Senior ministers Tzipi Livni and Yair Lapid have threatened to bolt the coalition if Prime Minister Benjamin Netanyahu advances the law next week.
The bill was also criticized on Tuesday by President Reuven Rivlin, a former Likud MK and speaker of the house, and on Wednesday Palestinian Authority President Mahmoud Abbas said he supported Israeli lawmakers who were opposing the measure.
Critics of the bill say the measure, which guarantees equal rights for all Israel’s citizens, would serve to further alienate Israeli Arabs from Israeli society.
Hanin Majadli, a 25-year-old Arabic literature student at Tel Aviv University, changed her profile picture to include the new stamp.
“It’s a brilliant campaign,” said the Baqa Al-Gharbiyah native, who created a popular Facebook page geared at teaching Israeli Jews colloquial Arabic. “It’s dramatic, it’s in your face, it’s provocative in a good sense. I also agree with the statement carried in it.”
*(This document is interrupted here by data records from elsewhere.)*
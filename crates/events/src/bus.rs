//! Event publishing/subscription abstraction (mechanics only).
//!
//! The bus distributes committed ledger events to any number of consumers. It is
//! not storage: the ledger's own state is the source of truth, and a consumer
//! that misses an event can always re-read a snapshot.

use std::sync::Arc;
use std::sync::mpsc::Receiver;
use std::time::Duration;

/// A subscription to an event stream.
///
/// Each subscription gets a copy of every message published after it was
/// created (broadcast semantics). Messages from one publisher arrive in
/// publication order.
#[derive(Debug)]
pub struct Subscription<M> {
    receiver: Receiver<M>,
}

impl<M> Subscription<M> {
    pub fn new(receiver: Receiver<M>) -> Self {
        Self { receiver }
    }

    /// Block until the next message is available.
    pub fn recv(&self) -> Result<M, std::sync::mpsc::RecvError> {
        self.receiver.recv()
    }

    /// Try to receive a message without blocking.
    pub fn try_recv(&self) -> Result<M, std::sync::mpsc::TryRecvError> {
        self.receiver.try_recv()
    }

    /// Block for up to `timeout` waiting for a message.
    pub fn recv_timeout(&self, timeout: Duration) -> Result<M, std::sync::mpsc::RecvTimeoutError> {
        self.receiver.recv_timeout(timeout)
    }

    /// Drain every message currently queued without blocking.
    pub fn drain(&self) -> Vec<M> {
        self.receiver.try_iter().collect()
    }
}

/// Domain-agnostic event bus (pub/sub abstraction).
///
/// `publish()` may fail; the publisher decides whether that matters. The trait
/// requires `Send + Sync` so a shared ledger can publish from any thread.
pub trait EventBus<M>: Send + Sync {
    type Error: core::fmt::Debug + Send + Sync + 'static;

    fn publish(&self, message: M) -> Result<(), Self::Error>;

    fn subscribe(&self) -> Subscription<M>;
}

impl<M, B> EventBus<M> for Arc<B>
where
    B: EventBus<M> + ?Sized,
{
    type Error = B::Error;

    fn publish(&self, message: M) -> Result<(), Self::Error> {
        (**self).publish(message)
    }

    fn subscribe(&self) -> Subscription<M> {
        (**self).subscribe()
    }
}
//! Aggregate root traits for event-driven domain models.

/// Aggregate root marker + minimal interface.
///
/// Kept small so domain modules decide how they model state transitions
/// without pulling in infrastructure concerns.
pub trait AggregateRoot {
    /// Strongly-typed aggregate identifier.
    type Id: Clone + Eq + core::hash::Hash + core::fmt::Debug;

    /// Returns the aggregate identifier.
    fn id(&self) -> &Self::Id;

    /// Monotonically increasing version of the aggregate's state.
    ///
    /// Corresponds to the number of events applied.
    fn version(&self) -> u64;
}

/// Aggregate execution semantics (pure, deterministic).
///
/// - **Decision logic**: `handle(&self, cmd)` returns events.
/// - **State mutation**: `apply(&mut self, event)` evolves state.
///
/// Aggregates must not perform IO or side effects. A failed `handle` leaves the
/// aggregate untouched, and `apply` cannot fail, so a command either commits all
/// of its events or none of them.
pub trait Aggregate: AggregateRoot {
    type Command: Clone + core::fmt::Debug;
    type Event: Clone + core::fmt::Debug;
    type Error: core::fmt::Debug;

    /// Evolve in-memory state from a single event.
    ///
    /// Implementations must stay deterministic and bump `version()` by one per
    /// applied event.
    fn apply(&mut self, event: &Self::Event);

    /// Decide which events to emit given the current state and a command.
    ///
    /// This must not mutate state. State evolution is done through `apply`.
    fn handle(&self, command: &Self::Command) -> Result<Vec<Self::Event>, Self::Error>;

    /// Run `handle` and apply every resulting event, returning the events.
    fn execute(&mut self, command: &Self::Command) -> Result<Vec<Self::Event>, Self::Error> {
        let events = self.handle(command)?;
        for event in &events {
            self.apply(event);
        }
        Ok(events)
    }
}
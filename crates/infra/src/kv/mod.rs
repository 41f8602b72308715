//! String key/value persistence, the shape of a browser's local storage.
//!
//! Values are opaque blobs. Nothing here is transactional: a write either
//! replaces the previous value or fails, and a crash mid-write may lose it.

pub mod file;
pub mod in_memory;
pub mod r#trait;

pub use file::FileStore;
pub use in_memory::InMemoryStore;
pub use r#trait::{KeyValueStore, StoreError, validate_key};
//! BBC Micro 1770 disc interface boards.
//!
//! Every board pairs a WD1770 or 1772 with a control latch that selects
//! the drive, side and density and can hold the FDC in reset.
//! The boards differ in where they decode and in how the latch bits are
//! arranged:
//!
//! | Board                | FDC     | Control | Notes                    |
//! |----------------------|---------|---------|--------------------------|
//! | Acorn 1770           | `&FE84` | `&FE80` | B+ and B+128 too         |
//! | Watford DDB2         | `&FE84` | `&FE80` |                          |
//! | Watford DDB3         | `&FE84` | `&FE80` | Acorn-compatible latch   |
//! | Opus 1770            | `&FE80` | `&FE84` | no reset bit             |
//! | Opus Challenger      | `&FCF8` | `&FCFC` | no INTRQ, 256K/512K RAM  |
//! | Master 128           | `&FE28` | `&FE24` | 1772                     |
//!
//! [`DiscController`] puts the FDC and latch behind one [`emu_core::Bus`];
//! the Challenger's RAM disc is a separate [`ChallengerRam`] device in
//! pages `&FC` and `&FD`.

mod challenger;
mod controller;
mod interface;

use thiserror::Error;

pub use challenger::{
    CHALLENGER_CHUNK_SIZE, ChallengerRam, PAGE_HIGH_ADDR, PAGE_LOW_ADDR, WINDOW_ADDR,
};
pub use controller::{DiscController, DiscDrives};
pub use interface::{DiscControl, DiscInterfaceFlags, DiscInterfaceKind};

#[derive(Debug, Error, PartialEq, Eq)]
pub enum DiscInterfaceError {
    #[error("unknown disc interface: {0}")]
    UnknownInterface(String),
    #[error("Challenger RAM size {0} is not a whole number of 8 KiB chunks")]
    BadRamSize(usize),
}

impl DiscInterfaceKind {
    /// The board's RAM disc, if it has one.
    pub fn create_ram(self) -> Result<Option<ChallengerRam>, DiscInterfaceError> {
        self.ram_size().map(ChallengerRam::new).transpose()
    }
}
/// What [`Tube::service_control`] found.
#[derive(Debug, Clone, Copy, Default, PartialEq, Eq)]
pub struct TubeControl {
    /// T was set, so the FIFOs were cleared.
    pub cleared: bool,
    /// P is set: the parasite should be held in reset (and boot from its
    /// ROM again afterwards).
    pub parasite_reset: bool,
}

/// Which side of the Tube an access comes from.
#[derive(Debug, Clone, Copy, PartialEq, Eq)]
pub enum TubeSide {
    Host,
    Parasite,
}

struct Tracer {
    trace: TraceHandle,
    events: TubeTraceEvents,
}

/// Acorn Tube ULA.
pub struct Tube {
    status: u8,

    hirq: bool,
    pirq: bool,
    pnmi: bool,

    hstatus1: FifoStatus,
    pstatus1: FifoStatus,
    h2p1: u8,
    p2h1: VecDeque<u8>,

    hstatus2: FifoStatus,
    pstatus2: FifoStatus,
    h2p2: u8,
    p2h2: u8,

    hstatus3: FifoStatus,
    pstatus3: FifoStatus,
    h2p3: Fifo3,
    p2h3: Fifo3,

    hstatus4: FifoStatus,
    pstatus4: FifoStatus,
    h2p4: u8,
    p2h4: u8,

    tracer: Option<Tracer>,
}

impl Tube {
    #[must_use]
    pub fn new() -> Self {
        let mut tube = Self {
            status: 0,
            hirq: false,
            pirq: false,
            pnmi: false,
            hstatus1: FifoStatus::EMPTY,
            pstatus1: FifoStatus::EMPTY,
            h2p1: 0,
            p2h1: VecDeque::with_capacity(FIFO1_QUEUE_LEN),
            hstatus2: FifoStatus::EMPTY,
            pstatus2: FifoStatus::EMPTY,
            h2p2: 0,
            p2h2: 0,
            hstatus3: FifoStatus::EMPTY,
            pstatus3: FifoStatus::EMPTY,
            h2p3: Fifo3::default(),
            p2h3: Fifo3::default(),
            hstatus4: FifoStatus::EMPTY,
            pstatus4: FifoStatus::EMPTY,
            h2p4: 0,
            p2h4: 0,
            tracer: None,
        };
        tube.reset();
        tube
    }

    /// Empty every channel and drop the interrupt lines. The control
    /// register and trace survive.
    pub fn reset(&mut self) {
        self.hirq = false;
        self.pirq = false;
        self.pnmi = false;

        self.hstatus1 = FifoStatus::EMPTY;
        self.pstatus1 = FifoStatus::EMPTY;
        self.h2p1 = 0;
        self.p2h1.clear();

        self.hstatus2 = FifoStatus::EMPTY;
        self.pstatus2 = FifoStatus::EMPTY;
        self.h2p2 = 0;
        self.p2h2 = 0;

        // FIFO3 comes out of reset with the host side showing data; the
        // client ROM relies on it.
        self.hstatus3 = FifoStatus {
            not_full: false,
            available: true,
        };
        self.pstatus3 = FifoStatus {
            not_full: false,
            available: false,
        };
        self.h2p3 = Fifo3::default();
        self.p2h3 = Fifo3::default();

        self.hstatus4 = FifoStatus::EMPTY;
        self.pstatus4 = FifoStatus::EMPTY;
        self.h2p4 = 0;
        self.p2h4 = 0;
    }

    /// Act on the T and P control bits. T stays set until the host clears
    /// it, so the FIFOs are cleared on every call until then.
    pub fn service_control(&mut self) -> TubeControl {
        let cleared = self.status & STATUS_T != 0;
        if cleared {
            self.reset();
            tracing::trace!("Tube registers cleared");
        }
        let parasite_reset = self.status & STATUS_P != 0;
        if parasite_reset {
            tracing::trace!("Tube holding parasite in reset");
        }
        TubeControl {
            cleared,
            parasite_reset,
        }
    }

    /// Record FIFO traffic and control writes into `trace`.
    pub fn attach_trace(&mut self, trace: TraceHandle, events: TubeTraceEvents) {
        self.tracer = Some(Tracer { trace, events });
    }

    pub fn detach_trace(&mut self) {
        self.tracer = None;
    }

    /// The control register, bits 0-6.
    #[must_use]
    pub fn status(&self) -> u8 {
        self.status
    }

    /// Host IRQ.
    #[must_use]
    pub fn hirq(&self) -> bool {
        self.hirq
    }

    /// Parasite IRQ.
    #[must_use]
    pub fn pirq(&self) -> bool {
        self.pirq
    }

    /// Parasite NMI.
    #[must_use]
    pub fn pnmi(&self) -> bool {
        self.pnmi
    }

    /// Bytes queued in FIFO1 for the host.
    #[must_use]
    pub fn fifo1_queue_len(&self) -> usize {
        self.p2h1.len()
    }

    /// Register access from the host side.
    #[must_use]
    pub fn host(&mut self) -> HostTube<'_> {
        HostTube(self)
    }

    /// Register access from the parasite side.
    #[must_use]
    pub fn parasite(&mut self) -> ParasiteTube<'_> {
        ParasiteTube(self)
    }

    pub fn host_read(&mut self, address: u16) -> u8 {
        match address & 7 {
            0 => self.hstatus1.value() | (self.status & 0x3F),
            1 => {
                let value = self.read_fifo1_queue();
                self.trace_fifo(TubeSide::Host, false, 1, value);
                value
            }
            2 => self.hstatus2.value(),
            3 => {
                update_latch_for_read(&mut self.hstatus2, &mut self.pstatus2);
                self.trace_fifo(TubeSide::Host, false, 2, self.p2h2);
                self.p2h2
            }
            4 => self.hstatus3.value(),
            5 => {
                let two_byte = self.status & STATUS_V != 0;
                let value = self.p2h3.read(
                    two_byte,
                    &mut self.hstatus3,
                    &mut self.pstatus3,
                    FIFO3_HOST_EMPTY_VALUE,
                );
                self.update_pnmi();
                self.trace_fifo(TubeSide::Host, false, 3, value);
                value
            }
            6 => self.hstatus4.value(),
            _ => {
                update_latch_for_read(&mut self.hstatus4, &mut self.pstatus4);
                self.update_hirq();
                self.trace_fifo(TubeSide::Host, false, 4, self.p2h4);
                self.p2h4
            }
        }
    }

    pub fn host_write(&mut self, address: u16, value: u8) {
        match address & 7 {
            0 => self.write_status(value),
            1 => {
                self.h2p1 = value;
                update_latch_for_write(&mut self.hstatus1, &mut self.pstatus1);
                self.update_pirq();
                self.trace_fifo(TubeSide::Host, true, 1, value);
            }
            3 => {
                self.h2p2 = value;
                update_latch_for_write(&mut self.hstatus2, &mut self.pstatus2);
                self.trace_fifo(TubeSide::Host, true, 2, value);
            }
            5 => {
                let two_byte = self.status & STATUS_V != 0;
                self.h2p3
                    .write(two_byte, &mut self.hstatus3, &mut self.pstatus3, value);
                self.update_pnmi();
                self.trace_fifo(TubeSide::Host, true, 3, value);
            }
            7 => {
                self.h2p4 = value;
                update_latch_for_write(&mut self.hstatus4, &mut self.pstatus4);
                self.update_pirq();
                self.trace_fifo(TubeSide::Host, true, 4, value);
            }
            _ => {}
        }
    }

    pub fn parasite_read(&mut self, address: u16) -> u8 {
        match address & 7 {
            0 => self.pstatus1.value() | (self.status & 0x3F),
            1 => {
                update_latch_for_read(&mut self.pstatus1, &mut self.hstatus1);
                self.update_pirq();
                self.trace_fifo(TubeSide::Parasite, false, 1, self.h2p1);
                self.h2p1
            }
            2 => self.pstatus2.value(),
            3 => {
                update_latch_for_read(&mut self.pstatus2, &mut self.hstatus2);
                self.trace_fifo(TubeSide::Parasite, false, 2, self.h2p2);
                self.h2p2
            }
            4 => self.pstatus3.value(),
            5 => {
                let two_byte = self.status & STATUS_V != 0;
                let value = self.h2p3.read(
                    two_byte,
                    &mut self.pstatus3,
                    &mut self.hstatus3,
                    FIFO3_PARASITE_EMPTY_VALUE,
                );
                self.update_pnmi();
                self.trace_fifo(TubeSide::Parasite, false, 3, value);
                value
            }
            6 => self.pstatus4.value(),
            _ => {
                update_latch_for_read(&mut self.pstatus4, &mut self.hstatus4);
                self.update_pirq();
                self.trace_fifo(TubeSide::Parasite, false, 4, self.h2p4);
                self.h2p4
            }
        }
    }

    pub fn parasite_write(&mut self, address: u16, value: u8) {
        match address & 7 {
            1 => self.write_fifo1_queue(value),
            3 => {
                self.p2h2 = value;
                update_latch_for_write(&mut self.pstatus2, &mut self.hstatus2);
                self.trace_fifo(TubeSide::Parasite, true, 2, value);
            }
            5 => {
                let two_byte = self.status & STATUS_V != 0;
                self.p2h3
                    .write(two_byte, &mut self.pstatus3, &mut self.hstatus3, value);
                self.update_pnmi();
                self.trace_fifo(TubeSide::Parasite, true, 3, value);
            }
            7 => {
                self.p2h4 = value;
                update_latch_for_write(&mut self.pstatus4, &mut self.hstatus4);
                self.update_hirq();
                self.trace_fifo(TubeSide::Parasite, true, 4, value);
            }
            _ => {}
        }
    }

    fn write_status(&mut self, value: u8) {
        if value & STATUS_SET != 0 {
            self.status |= value & !STATUS_SET;
        } else {
            self.status &= !value;
        }

        self.update_hirq();
        self.update_pirq();
        self.update_pnmi();

        if let Some(tracer) = &self.tracer {
            let payload = trace::status_payload(self);
            tracer
                .trace
                .borrow_mut()
                .write_event(tracer.events.write_status, &payload);
        }
    }

    fn read_fifo1_queue(&mut self) -> u8 {
        let Some(value) = self.p2h1.pop_front() else {
            return 0;
        };
        self.pstatus1.not_full = true;
        if self.p2h1.is_empty() {
            self.hstatus1.available = false;
        }
        self.trace_fifo1_queue("read");
        value
    }

    fn write_fifo1_queue(&mut self, value: u8) {
        if self.p2h1.len() < FIFO1_QUEUE_LEN {
            self.p2h1.push_back(value);
            if self.p2h1.len() == FIFO1_QUEUE_LEN {
                self.pstatus1.not_full = false;
            }
            self.hstatus1.available = true;
            self.trace_fifo1_queue("write");
        }
        self.trace_fifo(TubeSide::Parasite, true, 1, value);
    }

    fn update_hirq(&mut self) {
        self.hirq = self.status & STATUS_Q != 0 && self.hstatus4.available;
    }

    fn update_pirq(&mut self) {
        self.pirq = (self.status & STATUS_I != 0 && self.pstatus1.available)
            || (self.status & STATUS_J != 0 && self.pstatus4.available);
    }

    fn update_pnmi(&mut self) {
        self.pnmi = if self.status & STATUS_M == 0 {
            false
        } else if self.status & STATUS_V != 0 {
            self.h2p3.n == 2 || self.p2h3.n == 0
        } else {
            self.h2p3.n > 0 || self.p2h3.n == 0
        };
    }

    /// Both sides' status latches for `channel` (1-4).
    fn channel_status(&self, channel: u8) -> (FifoStatus, FifoStatus) {
        match channel {
            1 => (self.hstatus1, self.pstatus1),
            2 => (self.hstatus2, self.pstatus2),
            3 => (self.hstatus3, self.pstatus3),
            _ => (self.hstatus4, self.pstatus4),
        }
    }

    fn trace_fifo(&self, side: TubeSide, write: bool, channel: u8, value: u8) {
        if let Some(tracer) = &self.tracer {
            let event_type = tracer.events.fifo_event(side, write);
            let payload = trace::fifo_payload(self, channel, value);
            tracer.trace.borrow_mut().write_event(event_type, &payload);
        }
    }

    fn trace_fifo1_queue(&self, op: &str) {
        if let Some(tracer) = &self.tracer {
            trace::write_fifo1_queue(&mut tracer.trace.borrow_mut(), op, &self.p2h1);
        }
    }
}
impl Via6522 {
    /// Create a new VIA in its power-on state.
    #[must_use]
    pub fn new() -> Self {
        Self {
            a: Port::new(),
            b: Port::new(),
            ifr: 0,
            ier: 0,
            t1: 0,
            t1ll: 250,
            t1lh: 202,
            t1_reload: false,
            t1_pending: false,
            t1_timeout: false,
            t1_pb7: 0,
            t2: 0,
            t2ll: 0,
            t2lh: 0,
            t2_reload: false,
            t2_pending: false,
            t2_timeout: false,
            t2_count: true,
            sr: 0,
            acr: 0,
            pcr: 0,
            old_pb: 0,
            id: 0,
            name: "VIA",
            tracer: None,
        }
    }

    /// Create a VIA with the given identity. See [`Via6522::set_id`].
    #[must_use]
    pub fn with_id(id: u8, name: &'static str) -> Self {
        let mut via = Self::new();
        via.set_id(id, name);
        via
    }

    /// Set the ID used in trace events and the name used in trace text.
    ///
    /// # Panics
    ///
    /// If `id` doesn't fit in 4 bits.
    pub fn set_id(&mut self, id: u8, name: &'static str) {
        assert!(id < 16, "VIA id {id} out of range");
        self.id = id;
        self.name = name;
    }

    #[must_use]
    pub fn id(&self) -> u8 {
        self.id
    }

    #[must_use]
    pub fn name(&self) -> &'static str {
        self.name
    }

    /// Return to the power-on state, keeping ID, name and trace.
    pub fn reset(&mut self) {
        let id = self.id;
        let name = self.name;
        let tracer = self.tracer.take();
        *self = Self::new();
        self.id = id;
        self.name = name;
        self.tracer = tracer;
        tracing::debug!(via = name, "reset");
    }

    /// Record IRQ state (and, if `timer_ticks`, every timer step) into
    /// `trace`.
    pub fn attach_trace(&mut self, trace: TraceHandle, events: ViaTraceEvents, timer_ticks: bool) {
        self.tracer = Some(Tracer {
            trace,
            events,
            timer_ticks,
        });
    }

    pub fn detach_trace(&mut self) {
        self.tracer = None;
    }

    /// First half of a cycle: timeouts from the previous trailing edge
    /// reach the IFR, and PB6 is sampled for T2 pulse counting.
    pub fn update_phi2_leading_edge(&mut self) -> u8 {
        if self.t1_timeout {
            self.t1_timeout = false;
            if self.t1_pending {
                self.ifr |= IRQ_T1;
                if self.acr & ACR_T1_CONTINUOUS != 0 {
                    self.t1_pb7 ^= 0x80;
                } else {
                    self.t1_pending = false;
                    self.t1_pb7 = 0x80;
                }
                self.trace_text(format_args!(
                    "{} - T1 timed out (continuous={}). T1 new value: {} (${:04X})",
                    self.name,
                    u8::from(self.acr & ACR_T1_CONTINUOUS != 0),
                    self.t1,
                    self.t1
                ));
            }
        }

        if self.t2_timeout {
            self.t2_timeout = false;
            if self.t2_pending {
                self.ifr |= IRQ_T2;
                self.t2_pending = false;
                self.trace_text(format_args!("{} - T2 timed out.", self.name));
            }
        }

        self.t2_count = if self.acr & ACR_T2_COUNT_PB6 != 0 {
            self.old_pb & 0x40 != 0 && self.b.p & 0x40 == 0
        } else {
            true
        };
        self.old_pb = self.b.p;

        self.irq_mask()
    }

    /// Second half of a cycle: control line edges and timer counting.
    pub fn update_phi2_trailing_edge(&mut self) -> u8 {
        tick_control(
            &mut self.a,
            &mut self.ifr,
            self.acr & ACR_PA_LATCHING != 0,
            self.pcr,
            IRQ_CA2,
        );
        tick_control(
            &mut self.b,
            &mut self.ifr,
            self.acr & ACR_PB_LATCHING != 0,
            self.pcr >> 4,
            IRQ_CB2,
        );

        let mut t1_ticked = false;
        if self.t1_reload {
            self.t1 = self.t1_latch();
            self.t1_reload = false;
        } else {
            self.t1 = self.t1.wrapping_sub(1);
            t1_ticked = true;
            if self.t1 == 0xFFFF {
                self.t1_timeout = true;
                self.t1_reload = true;
            }
        }

        let mut t2_ticked = false;
        if self.t2_reload {
            self.t2 = u16::from(self.t2ll) | u16::from(self.t2lh) << 8;
            self.t2_reload = false;
        } else if self.t2_count {
            self.t2 = self.t2.wrapping_sub(1);
            t2_ticked = true;
            if self.t2 == 0xFFFF {
                self.t2_timeout = true;
            }
        }

        let mask = self.irq_mask();

        if let Some(tracer) = &self.tracer {
            let mut trace = tracer.trace.borrow_mut();
            if mask != 0 {
                let payload = trace::irq_payload(self.id, self.ifr, self.ier);
                trace.write_event(tracer.events.irq, &payload);
            }
            if tracer.timer_ticks {
                let payload =
                    trace::timer_tick_payload(self.id, self.t1, self.t2, t1_ticked, t2_ticked);
                trace.write_event(tracer.events.timer_tick, &payload);
            }
        }

        mask
    }

    // --- External pins ---

    /// Drive the port A pins from outside. Only input bits are seen.
    pub fn set_port_a_input(&mut self, value: u8) {
        self.a.input = value;
        self.a.update_pins();
    }

    pub fn set_port_b_input(&mut self, value: u8) {
        self.b.input = value;
        self.b.update_pins();
    }

    /// Port A pin levels.
    #[must_use]
    pub fn port_a_pins(&self) -> u8 {
        self.a.p
    }

    /// Port B pin levels, with PB7 driven by T1 when ACR bit 7 is set.
    #[must_use]
    pub fn port_b_pins(&self) -> u8 {
        self.with_t1_pb7(self.b.p)
    }

    /// Port A output value (output register masked by DDR).
    #[must_use]
    pub fn port_a_output(&self) -> u8 {
        self.a.or & self.a.ddr
    }

    /// Port B output value, PB7 timer override applied.
    #[must_use]
    pub fn port_b_output(&self) -> u8 {
        self.with_t1_pb7(self.b.or & self.b.ddr)
    }

    /// Set the CA1 input level. Edges are seen on the next trailing edge.
    pub fn set_ca1(&mut self, level: bool) {
        self.a.c1 = level;
    }

    /// Set the CA2 level; only meaningful in the input modes.
    pub fn set_ca2(&mut self, level: bool) {
        self.a.c2 = level;
    }

    pub fn set_cb1(&mut self, level: bool) {
        self.b.c1 = level;
    }

    pub fn set_cb2(&mut self, level: bool) {
        self.b.c2 = level;
    }

    /// CA2 level, as driven by the chip in the output modes.
    #[must_use]
    pub fn ca2(&self) -> bool {
        self.a.c2
    }

    #[must_use]
    pub fn cb2(&self) -> bool {
        self.b.c2
    }

    // --- Side-effect-free getters ---

    #[must_use]
    pub fn ifr(&self) -> u8 {
        self.ifr
    }

    #[must_use]
    pub fn ier(&self) -> u8 {
        self.ier
    }

    #[must_use]
    pub fn acr(&self) -> u8 {
        self.acr
    }

    #[must_use]
    pub fn pcr(&self) -> u8 {
        self.pcr
    }

    #[must_use]
    pub fn timer1_counter(&self) -> u16 {
        self.t1
    }

    #[must_use]
    pub fn timer1_latch(&self) -> u16 {
        self.t1_latch()
    }

    #[must_use]
    pub fn timer2_counter(&self) -> u16 {
        self.t2
    }

    /// IRQ output: enabled flags that are set.
    #[must_use]
    pub fn irq_mask(&self) -> u8 {
        self.ifr & self.ier & 0x7F
    }

    // --- Internal helpers ---

    fn t1_latch(&self) -> u16 {
        u16::from(self.t1ll) | u16::from(self.t1lh) << 8
    }

    fn with_t1_pb7(&self, value: u8) -> u8 {
        if self.acr & ACR_T1_OUTPUT_PB7 != 0 {
            (value & 0x7F) | self.t1_pb7
        } else {
            value
        }
    }

    fn read_ira(&self) -> u8 {
        self.a.input_value(self.acr & ACR_PA_LATCHING != 0)
    }

    fn read_irb(&self) -> u8 {
        let input = self.b.input_value(self.acr & ACR_PB_LATCHING != 0);
        self.with_t1_pb7((self.b.or & self.b.ddr) | (input & !self.b.ddr))
    }

    /// A T1 IFR clear loses to a timeout found on the last trailing edge.
    fn clear_t1_irq(&mut self) {
        if !self.t1_timeout {
            self.ifr &= !IRQ_T1;
        }
    }

    fn clear_t2_irq(&mut self) {
        if !self.t2_timeout {
            self.ifr &= !IRQ_T2;
        }
    }

    fn trace_text(&self, args: std::fmt::Arguments<'_>) {
        if let Some(tracer) = &self.tracer {
            tracer.trace.borrow_mut().alloc_fmt(args);
        }
    }
}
Majadli said that Facebook campaigns have limited power to directly affect change, but can draw media attention which in turn could influences policymakers. “It’s better than just having members of Knesset talk on the podium all day,” she said
“I don’t think any [Israeli] Arab ever placed much hope in the Arab members of Knesset,” she said. “As far as we’re concerned, they have no influence.”
None of Majadli’s Arab friends were surprised by the new draft bill, she said. “It’s not like we woke up one morning and said ‘No, what is this law all about? The reality which we’ve always experienced is simply taking official form now. Before, it merely existed in government policy and in the Declaration of Independence. Since the establishment of the state Arabs were always second-class citizens by the mere fact they we live in the Jewish nation-state.”
The typical reaction of her friends was “‘When were we ever anything else?’ or ‘Who’s surprised’?” she said.

Sana Jamalieh, the project’s co-initiator, posted a photo of herself with the new stamp below the caption “Celebrating my old (but official) state: second-class citizen!” She also added a Hebrew hashtag with the same words.
Unlike Majadli, she had no hope of changing reality through the Facebook campaign. “I don’t expect to achieve anything by this symbol, I just wanted to make fun of the situation,” she told Arab Israeli news website Panet in an interview Tuesday, also posting the blue stamp on a black and white photo of her cat, Salma.
The fact that the stamp features in Hebrew (and English) but not Arabic is noteworthy. It could be interpreted as a cry of frustration directed at Jewish society, in a country where citizenship is increasingly being linked with the majority ethnicity.
“We did it to reflect the government’s tendency and portray the new reality,” Charles, a Gender Studies student at Tel Aviv University, told Al-Hayat. “We weren’t trying to be politically correct.”